Published on behalf of Hope Do, UC San Diego Chapter

When considering the term “modern-day medicine,” one may think of technological advancements and cutting-edge research in state-of-the-art hospitals. Individuals with a knowledge of Western medicine may be more inclined to define it as such, with regards to their view of the medical system. However, that perspective of modern-day medicine leaves much to be desired, especially regarding cultural influence and the way in which an individual internalizes and copes with an illness; this phenomenon is known as the illness experience or illness narrative. 

In his book The Illness Narratives: Suffering, Healing, and the Human Condition, anthropologist Dr. Arthur Kleinman describes the illness narrative as “a story the patient tells, and significant others retell, to give coherence to the distinctive events and long-term course of suffering”. The undertaking of such a narrative is necessary to not only encompass and understand an individual’s personal experience with a chronic illness or equivocal experience of affliction, but to also explore the different avenues of the healthcare system’s response. These illness narratives play an important role in enriching our understanding of essential facets in an individual’s illness experience, usually underlined by cultural and socioeconomic factors. Too often perceived as subjective accounts, and taken at lesser value when addressing illness and disease in the human body, these stories and lived experiences play a crucial role in addressing symptoms and illness in tandem with more direct biomedical approaches. 

But what exactly is that biomedical perspective, and how does it compare to the cultural richness and identity of the illness narrative? Biomedicine is defined by Kleinman and Dr. Robert Hahn in Biomedical Practice and Anthropological Theory: Frameworks and Directions as an approach to medicine that focuses on the biological and physiological processes of the human body. Simply put, biomedicine focuses on the disease and “where things hurt.” One may think of it as the traditional office visit that ends in a prescription and light recommendations. As biomedicine is so deeply integrated into the culture of Western medicine, people well-acquainted with biomedicine may perceive it as the best and only way to approach healthcare and healing. 

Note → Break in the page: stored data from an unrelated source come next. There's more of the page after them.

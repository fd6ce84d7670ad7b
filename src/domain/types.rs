//! Shared domain types.
//!
//! These are small `Copy` enums so they can be:
//!
//! - stored on every axis without allocation
//! - parsed from header strings and CLI flags
//! - serialized into header/exports

use std::fmt;
use std::str::FromStr;

use clap::ValueEnum;
use serde::{Deserialize, Serialize};

use crate::error::AxisError;

/// Physical dimension category of an axis value.
///
/// Determines which unit table and which Doppler branch applies. `Unknown` is
/// reserved for axis type tags that could not be recognized; unit lookups never
/// produce it.
#[derive(Debug, Clone, Copy, PartialEq, Eq, Hash, Serialize, Deserialize)]
#[serde(rename_all = "lowercase")]
pub enum QuantityType {
    Frequency,
    Velocity,
    Length,
    Redshift,
    Unknown,
}

impl QuantityType {
    /// Four-letter FITS `CTYPE` algorithm code.
    pub fn fits_code(self) -> &'static str {
        match self {
            QuantityType::Velocity => "VELO",
            QuantityType::Frequency => "FREQ",
            QuantityType::Length => "WAVE",
            QuantityType::Redshift => "REDS",
            QuantityType::Unknown => "UNKN",
        }
    }

    /// Whether frequency, velocity and length values can be routed into each other.
    pub fn is_spectral(self) -> bool {
        matches!(
            self,
            QuantityType::Frequency | QuantityType::Velocity | QuantityType::Length
        )
    }
}

impl fmt::Display for QuantityType {
    fn fmt(&self, f: &mut fmt::Formatter<'_>) -> fmt::Result {
        let name = match self {
            QuantityType::Frequency => "frequency",
            QuantityType::Velocity => "velocity",
            QuantityType::Length => "length",
            QuantityType::Redshift => "redshift",
            QuantityType::Unknown => "unknown",
        };
        f.pad(name)
    }
}

/// Definition relating frequency and velocity relative to a reference frequency.
///
/// With `β = v/c` and reference frequency `f0`:
///
/// | convention   | f(v)                      | v(f)                      |
/// |--------------|---------------------------|---------------------------|
/// | radio        | `f0 (1 − β)`              | `c (f0 − f) / f0`         |
/// | optical      | `f0 / (1 + β)`            | `c (f0 − f) / f`          |
/// | relativistic | `f0 √(1 − β²) / (1 + β)`  | `c (f0² − f²)/(f0² + f²)` |
#[derive(Debug, Clone, Copy, Default, PartialEq, Eq, Hash, Serialize, Deserialize, ValueEnum)]
#[serde(rename_all = "lowercase")]
pub enum DopplerConvention {
    #[default]
    Radio,
    Optical,
    Relativistic,
}

impl DopplerConvention {
    /// Suffix used to build velocity `CTYPE` codes (`V` + suffix).
    pub fn fits_suffix(self) -> &'static str {
        match self {
            DopplerConvention::Radio => "RAD",
            DopplerConvention::Optical => "OPT",
            DopplerConvention::Relativistic => "REL",
        }
    }

    /// Derive the convention from an axis type tag by substring match.
    ///
    /// `"VRAD"` → radio, `"VOPT"` → optical, `"VREL"` → relativistic; anything
    /// else (including plain `"VELO"` or `"FREQ"`) falls back to radio.
    pub fn from_xtype_tag(tag: &str) -> Self {
        let tag = tag.to_ascii_uppercase();
        if tag.contains("RAD") {
            DopplerConvention::Radio
        } else if tag.contains("OPT") {
            DopplerConvention::Optical
        } else if tag.contains("REL") {
            DopplerConvention::Relativistic
        } else {
            DopplerConvention::Radio
        }
    }
}

impl fmt::Display for DopplerConvention {
    fn fmt(&self, f: &mut fmt::Formatter<'_>) -> fmt::Result {
        let name = match self {
            DopplerConvention::Radio => "radio",
            DopplerConvention::Optical => "optical",
            DopplerConvention::Relativistic => "relativistic",
        };
        f.write_str(name)
    }
}

impl FromStr for DopplerConvention {
    type Err = AxisError;

    fn from_str(s: &str) -> Result<Self, Self::Err> {
        match s.trim().to_ascii_lowercase().as_str() {
            "radio" => Ok(DopplerConvention::Radio),
            "optical" => Ok(DopplerConvention::Optical),
            "relativistic" => Ok(DopplerConvention::Relativistic),
            _ => Err(AxisError::UnsupportedConvention(s.to_string())),
        }
    }
}

/// Kinematic reference frame label.
///
/// Frames are carried as metadata only; transforming values between kinematic
/// frames is not implemented.
#[derive(Debug, Clone, Copy, Default, PartialEq, Eq, Hash, Serialize, Deserialize)]
pub enum Frame {
    #[default]
    #[serde(rename = "rest")]
    Rest,
    #[serde(rename = "LSRK")]
    Lsrk,
    #[serde(rename = "LSRD")]
    Lsrd,
    #[serde(rename = "heliocentric")]
    Heliocentric,
    #[serde(rename = "topocentric")]
    Topocentric,
    #[serde(rename = "geocentric")]
    Geocentric,
}

impl Frame {
    pub const ALL: [Frame; 6] = [
        Frame::Rest,
        Frame::Lsrk,
        Frame::Lsrd,
        Frame::Heliocentric,
        Frame::Topocentric,
        Frame::Geocentric,
    ];

    /// Canonical label (`rest`, `LSRK`, `heliocentric`, ...).
    pub fn label(self) -> &'static str {
        match self {
            Frame::Rest => "rest",
            Frame::Lsrk => "LSRK",
            Frame::Lsrd => "LSRD",
            Frame::Heliocentric => "heliocentric",
            Frame::Topocentric => "topocentric",
            Frame::Geocentric => "geocentric",
        }
    }

    /// Quantity type a frame is naturally expressed in.
    ///
    /// Every kinematic frame is a velocity frame; `rest` is tied to frequency.
    pub fn quantity_type(self) -> QuantityType {
        match self {
            Frame::Rest => QuantityType::Frequency,
            _ => QuantityType::Velocity,
        }
    }

    /// Suffix appended to the `CTYPE1` code, including the separator.
    pub fn fits_suffix(self) -> &'static str {
        match self {
            Frame::Rest => "-REST",
            Frame::Lsrk => "-LSR",
            Frame::Lsrd => "-LSD",
            Frame::Heliocentric => "-HEL",
            Frame::Topocentric => "-TOP",
            Frame::Geocentric => "-GEO",
        }
    }

    /// `SPECSYS` header value.
    pub fn specsys(self) -> &'static str {
        match self {
            Frame::Rest => "REST",
            Frame::Lsrk => "LSRK",
            Frame::Lsrd => "LSRD",
            Frame::Heliocentric => "HEL",
            Frame::Topocentric => "TOPO",
            Frame::Geocentric => "GEO",
        }
    }

    /// Inverse of [`Frame::specsys`].
    pub fn from_specsys(code: &str) -> Option<Frame> {
        let code = code.trim();
        Frame::ALL
            .into_iter()
            .find(|frame| frame.specsys().eq_ignore_ascii_case(code))
    }
}

impl fmt::Display for Frame {
    fn fmt(&self, f: &mut fmt::Formatter<'_>) -> fmt::Result {
        f.write_str(self.label())
    }
}

impl FromStr for Frame {
    type Err = AxisError;

    fn from_str(s: &str) -> Result<Self, Self::Err> {
        match s.trim().to_ascii_lowercase().as_str() {
            "rest" => Ok(Frame::Rest),
            "lsrk" | "lsr" => Ok(Frame::Lsrk),
            "lsrd" => Ok(Frame::Lsrd),
            "heliocentric" => Ok(Frame::Heliocentric),
            "topocentric" => Ok(Frame::Topocentric),
            "geocentric" => Ok(Frame::Geocentric),
            _ => Err(AxisError::InvalidInput(format!("unknown reference frame '{s}'"))),
        }
    }
}

/// Line-shape family.
#[derive(Debug, Clone, Copy, PartialEq, Eq, Serialize, Deserialize, ValueEnum)]
#[serde(rename_all = "lowercase")]
pub enum ProfileKind {
    Lorentzian,
    Voigt,
}

impl ProfileKind {
    /// Human-readable label for terminal output.
    pub fn display_name(self) -> &'static str {
        match self {
            ProfileKind::Lorentzian => "Lorentzian",
            ProfileKind::Voigt => "Voigt",
        }
    }

    /// Parameters per component.
    pub fn param_count(self) -> usize {
        match self {
            ProfileKind::Lorentzian => 3,
            ProfileKind::Voigt => 4,
        }
    }
}

#[cfg(test)]
mod tests {
    use super::*;

    #[test]
    fn convention_from_tag_uses_substrings() {
        assert_eq!(DopplerConvention::from_xtype_tag("VRAD"), DopplerConvention::Radio);
        assert_eq!(DopplerConvention::from_xtype_tag("VOPT"), DopplerConvention::Optical);
        assert_eq!(DopplerConvention::from_xtype_tag("vrel-lsr"), DopplerConvention::Relativistic);
        assert_eq!(DopplerConvention::from_xtype_tag("FREQ"), DopplerConvention::Radio);
    }

    #[test]
    fn convention_parse_rejects_unknown_names() {
        assert_eq!("Optical".parse::<DopplerConvention>(), Ok(DopplerConvention::Optical));
        assert!(matches!(
            "redshift".parse::<DopplerConvention>(),
            Err(AxisError::UnsupportedConvention(_))
        ));
    }

    #[test]
    fn frame_labels_round_trip() {
        for frame in Frame::ALL {
            assert_eq!(frame.label().parse::<Frame>(), Ok(frame));
            assert_eq!(Frame::from_specsys(frame.specsys()), Some(frame));
        }
        assert_eq!("LSR".parse::<Frame>(), Ok(Frame::Lsrk));
        assert_eq!(Frame::Rest.quantity_type(), QuantityType::Frequency);
        assert_eq!(Frame::Heliocentric.quantity_type(), QuantityType::Velocity);
    }
}
//! Axis CSV ingest and export.
//!
//! An axis file is a CSV with a header row; one column holds the coordinate
//! samples, an optional second column holds intensities.
//!
//! - Header matching is case-insensitive and tolerant of a UTF-8 BOM.
//! - Rows that fail to parse are skipped and reported, not fatal.
//! - A file with no usable rows is an error (exit code 3).

use std::collections::HashMap;
use std::fs::File;
use std::path::Path;

use csv::StringRecord;

use crate::error::AppError;

/// A row-level error encountered during ingest.
#[derive(Debug, Clone)]
pub struct RowError {
    pub line: usize,
    pub message: String,
}

#[derive(Debug, Clone)]
pub struct AxisTable {
    pub values: Vec<f64>,
    /// Present when an intensity column was requested.
    pub intensity: Option<Vec<f64>>,
    pub row_errors: Vec<RowError>,
    pub rows_read: usize,
}

/// Read the `column` (and optionally `intensity_column`) from a CSV file.
pub fn read_axis_csv(
    path: &Path,
    column: &str,
    intensity_column: Option<&str>,
) -> Result<AxisTable, AppError> {
    let file = File::open(path)
        .map_err(|e| AppError::new(2, format!("Failed to open CSV '{}': {e}", path.display())))?;

    let mut reader = csv::ReaderBuilder::new()
        .flexible(true)
        .trim(csv::Trim::All)
        .from_reader(file);

    let headers = reader
        .headers()
        .map_err(|e| AppError::new(2, format!("Failed to read CSV headers: {e}")))?
        .clone();
    let header_map = build_header_map(&headers);

    let x_idx = find_column(&header_map, column)?;
    let y_idx = intensity_column
        .map(|name| find_column(&header_map, name))
        .transpose()?;

    let mut values = Vec::new();
    let mut intensity = y_idx.map(|_| Vec::new());
    let mut row_errors = Vec::new();
    let mut rows_read = 0usize;

    for (idx, result) in reader.records().enumerate() {
        // records() starts after the header; CSV lines are 1-based.
        let line = idx + 2;
        rows_read += 1;

        let record = match result {
            Ok(r) => r,
            Err(e) => {
                row_errors.push(RowError {
                    line,
                    message: format!("CSV parse error: {e}"),
                });
                continue;
            }
        };

        let x = match parse_field(&record, x_idx, column) {
            Ok(v) => v,
            Err(message) => {
                row_errors.push(RowError { line, message });
                continue;
            }
        };
        if let (Some(idx), Some(ys), Some(name)) = (y_idx, intensity.as_mut(), intensity_column) {
            match parse_field(&record, idx, name) {
                Ok(y) => ys.push(y),
                Err(message) => {
                    row_errors.push(RowError { line, message });
                    continue;
                }
            }
        }
        values.push(x);
    }

    if values.is_empty() {
        return Err(AppError::new(
            3,
            format!("No valid '{column}' values in '{}'.", path.display()),
        ));
    }

    Ok(AxisTable {
        values,
        intensity,
        row_errors,
        rows_read,
    })
}

/// Write named columns of equal length to a CSV file.
pub fn write_columns_csv(path: &Path, columns: &[(&str, &[f64])]) -> Result<(), AppError> {
    let rows = columns.first().map_or(0, |(_, c)| c.len());
    if let Some((name, _)) = columns.iter().find(|(_, c)| c.len() != rows) {
        return Err(AppError::new(
            2,
            format!("Column '{name}' length differs from the axis length {rows}."),
        ));
    }

    let mut writer = csv::Writer::from_path(path).map_err(|e| {
        AppError::new(2, format!("Failed to create CSV '{}': {e}", path.display()))
    })?;
    writer
        .write_record(columns.iter().map(|(name, _)| *name))
        .map_err(|e| AppError::new(2, format!("Failed to write CSV header: {e}")))?;
    for i in 0..rows {
        writer
            .write_record(columns.iter().map(|(_, c)| format!("{:.12e}", c[i])))
            .map_err(|e| AppError::new(2, format!("Failed to write CSV row: {e}")))?;
    }
    writer
        .flush()
        .map_err(|e| AppError::new(2, format!("Failed to flush CSV '{}': {e}", path.display())))?;
    Ok(())
}

fn build_header_map(headers: &StringRecord) -> HashMap<String, usize> {
    headers
        .iter()
        .enumerate()
        .map(|(idx, name)| (normalize_header_name(name), idx))
        .collect()
}

fn normalize_header_name(name: &str) -> String {
    // Spreadsheet exports may prefix the first header with a BOM.
    name.trim().trim_start_matches('\u{feff}').to_ascii_lowercase()
}

fn find_column(header_map: &HashMap<String, usize>, name: &str) -> Result<usize, AppError> {
    header_map
        .get(&normalize_header_name(name))
        .copied()
        .ok_or_else(|| AppError::new(2, format!("CSV is missing required column '{name}'.")))
}

fn parse_field(record: &StringRecord, idx: usize, name: &str) -> Result<f64, String> {
    let raw = record
        .get(idx)
        .ok_or_else(|| format!("missing '{name}' field"))?;
    let value: f64 = raw
        .parse()
        .map_err(|_| format!("invalid '{name}' value '{raw}'"))?;
    if value.is_finite() {
        Ok(value)
    } else {
        Err(format!("non-finite '{name}' value '{raw}'"))
    }
}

On the other hand, an illness narrative within a medical anthropological context focuses not on “where things hurt,” but rather on “hows” and “whys” of the illness, which may and often includes societal, cultural, and personal elements. The structure of an illness narrative mirrors that of a story crafted through conversations and analysis, following the timeline and thoughts of the individual patient’s story. Consequently, metaphors and common themes or lines of thought often permeate the course of the narrative, including the patient’s healing process and the external factors affecting that process. An example of an illness narrative is seen in excerpts of Medical Anthropology by Robert Pool and Wenzel Geissler, an anthropological study of euthanasia conducted in the Netherlands. In this excerpt, we take a brief look into the illness narrative of one of the study participants, Max, who has just been diagnosed with cancer and recently completed chemotherapy. Here, readers not only vicariously live through Max’s “sobering” diagnosis and treatment, but also gain access to his inner thoughts about his future and euthanasia. The narrative follows Max as he requests of his doctor, “I don’t want to become a Biafran, or someone from Buchenwald or Auschwitz, emaciated, and I don’t want to suffer pain” (Pool 58). The colloquialisms and little anecdotal annotations included in Max’s narrative present a unique view of the same process that could be summarized as “patient with small-cell lung cancer, undergoing chemotherapy.” 

Through the intersection of traditional Western medical and medical anthropology lenses, patients and healthcare professionals may build a more holistic and understanding perspective of chronic illness. The direct approach that biomedicine offers allows for straightforward diagnosis and treatment, while the illness narrative brings in a different culturally-driven approach to healthcare that works to acknowledge the patient’s experiences as part of that process rather than just extraneous stories added for cursory context.